Audit & Environment Capture
The floability audit command automatically discovers the software and data dependencies of a Jupyter notebook by executing it and recording what packages and files it uses. Instead of manually curating an environment.yml, you run the notebook once and Floability captures the exact environment.
Overview
Floability executes the notebook under system-call tracing, capturing every package loaded from site-packages and every data file opened during execution. It separates these into manager-side (notebook process) and worker-side (TaskVine worker) dependencies, then generates verified environment YAMLs pinned to the exact installed versions in your active environment.
Outputs
After a successful audit, the following files are written to the current directory:
| File | Description |
|---|---|
manager_environment.yml |
Conda/pip environment for the notebook manager process |
worker_environment.yml |
Conda/pip environment for TaskVine workers |
manager_data_dependencies.yml |
Data files opened by the manager, with file sizes |
worker_data_dependencies.yml |
Data files opened by workers, with file sizes |
These environment files can be used directly as the software/environment.yml in a backpack.
Basic usage
floability audit --notebook path/to/my_notebook.ipynb
Options
# Use a specific Jupyter kernel (name as shown by `jupyter kernelspec list`)
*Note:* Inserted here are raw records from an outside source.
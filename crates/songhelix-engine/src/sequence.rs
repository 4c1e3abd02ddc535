//! Sequences, tracks, and the arrangement.

/// One entry of a sequence: a sounding note or a rest.
#[derive(Debug, Clone, Copy, PartialEq, Eq)]
pub enum SequenceEntry {
    Note {
        pitch: i32,
        /// MIDI velocity 0-127 (already mapped from song units).
        velocity: u8,
        ticks: u32,
        /// Tie into the immediately following note.
        legato: bool,
    },
    Pause {
        ticks: u32,
    },
}

impl SequenceEntry {
    /// Entry length in ticks.
    pub fn ticks(&self) -> u32 {
        match self {
            SequenceEntry::Note { ticks, .. } | SequenceEntry::Pause { ticks } => *ticks,
        }
    }

    /// Whether the entry is a note.
    pub fn is_note(&self) -> bool {
        matches!(self, SequenceEntry::Note { .. })
    }
}

/// An ordered per-voice timeline whose entry lengths sum to the song ticks.
#[derive(Debug, Clone, PartialEq, Eq, Default)]
pub struct Sequence {
    entries: Vec<SequenceEntry>,
}

impl Sequence {
    /// Empty sequence.
    pub fn new() -> Self {
        Sequence::default()
    }

    /// Append a note.
    pub fn add_note(&mut self, pitch: i32, velocity: u8, ticks: u32, legato: bool) {
        if ticks > 0 {
            self.entries.push(SequenceEntry::Note {
                pitch,
                velocity,
                ticks,
                legato,
            });
        }
    }

    /// Append a pause, coalescing with a trailing pause.
    pub fn add_pause(&mut self, ticks: u32) {
        if ticks == 0 {
            return;
        }
        if let Some(SequenceEntry::Pause { ticks: last }) = self.entries.last_mut() {
            *last += ticks;
        } else {
            self.entries.push(SequenceEntry::Pause { ticks });
        }
    }

    /// The entries in timeline order.
    pub fn entries(&self) -> &[SequenceEntry] {
        &self.entries
    }

    /// Total length in ticks.
    pub fn total_ticks(&self) -> u64 {
        self.entries.iter().map(|e| e.ticks() as u64).sum()
    }

    /// Add a semitone delta to every note pitch.
    pub fn transpose(&mut self, delta: i32) {
        for entry in &mut self.entries {
            if let SequenceEntry::Note { pitch, .. } = entry {
                *pitch += delta;
            }
        }
    }

    /// Whether the entry at `index` is effectively legato: flagged legato
    /// and directly followed by a note.
    pub fn is_legato_at(&self, index: usize) -> bool {
        match self.entries.get(index) {
            Some(SequenceEntry::Note { legato: true, .. }) => {
                matches!(self.entries.get(index + 1), Some(SequenceEntry::Note { .. }))
            }
            _ => false,
        }
    }
}

/// Whether a track follows the global transposition.
#[derive(Debug, Clone, Copy, PartialEq, Eq)]
pub enum TrackKind {
    /// Pitched material; transposed by the player.
    Melodic,
    /// Percussive material; pitches are absolute keys.
    Rhythm,
}

/// One instrument's rendered output: one or more sequences.
#[derive(Debug, Clone, PartialEq, Eq)]
pub struct Track {
    pub kind: TrackKind,
    pub sequences: Vec<Sequence>,
}

impl Track {
    /// New track of the given kind.
    pub fn new(kind: TrackKind) -> Self {
        Track {
            kind,
            sequences: Vec::new(),
        }
    }
}

/// A named track of the arrangement.
#[derive(Debug, Clone, PartialEq, Eq)]
pub struct ArrangementEntry {
    pub instrument: String,
    pub track: Track,
}

/// The full set of rendered tracks.
#[derive(Debug, Clone, PartialEq, Eq, Default)]
pub struct Arrangement {
    entries: Vec<ArrangementEntry>,
}

impl Arrangement {
    /// Empty arrangement.
    pub fn new() -> Self {
        Arrangement::default()
    }

    /// Append a track.
    pub fn add(&mut self, instrument: impl Into<String>, track: Track) {
        self.entries.push(ArrangementEntry {
            instrument: instrument.into(),
            track,
        });
    }

    /// The entries in configuration order.
    pub fn entries(&self) -> &[ArrangementEntry] {
        &self.entries
    }

    /// Look up a track by instrument name.
    pub fn get(&self, instrument: &str) -> Option<&Track> {
        self.entries
            .iter()
            .find(|e| e.instrument == instrument)
            .map(|e| &e.track)
    }
}

#[cfg(test)]
mod tests {
    use super::*;

    #[test]
    fn pauses_coalesce() {
        let mut seq = Sequence::new();
        seq.add_pause(2);
        seq.add_pause(3);
        seq.add_note(60, 100, 1, false);
        seq.add_pause(1);
        assert_eq!(seq.entries().len(), 3);
        assert_eq!(seq.total_ticks(), 7);
    }

    #[test]
    fn legato_requires_adjacent_note() {
        let mut seq = Sequence::new();
        seq.add_note(60, 100, 2, true);
        seq.add_note(62, 100, 2, false);
        seq.add_note(64, 100, 2, true);
        seq.add_pause(2);
        assert!(seq.is_legato_at(0));
        assert!(!seq.is_legato_at(1));
        assert!(!seq.is_legato_at(2));
    }

    #[test]
    fn arrangement_lookup_by_name() {
        let mut arr = Arrangement::new();
        arr.add("lead", Track::new(TrackKind::Melodic));
        arr.add("drums", Track::new(TrackKind::Rhythm));
        assert!(arr.get("lead").is_some());
        assert!(arr.get("bass").is_none());
        assert_eq!(arr.entries().len(), 2);
    }
}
floability audit --notebook my_notebook.ipynb --kernel python3
# Connect the local worker to a named TaskVine manager
floability audit --notebook my_notebook.ipynb --manager-name my-manager
# Generate per-cell dependency breakdowns
floability audit --notebook my_notebook.ipynb --cell-level
Cell-level audit
The --cell-level flag produces an additional cell_level_dependencies.yml that lists the code and data dependencies for each notebook cell individually. This is useful for understanding which cells drive which dependencies and for scoping worker environments to only the cells that run remotely.
notebook_name: my_notebook.ipynb
cells:
- cell_number: 1
code_dependencies:
- numpy==1.26.4
- pandas==2.2.1
data_dependencies: []
- cell_number: 2
code_dependencies:
- matplotlib==3.8.4
data_dependencies:
- /home/user/data/input.csv
Requirements
stracemust be available on the system (Linux only).vine_worker(from ndcctools) must be installed and onPATH.- The notebook must be fully executable in the current environment before auditing.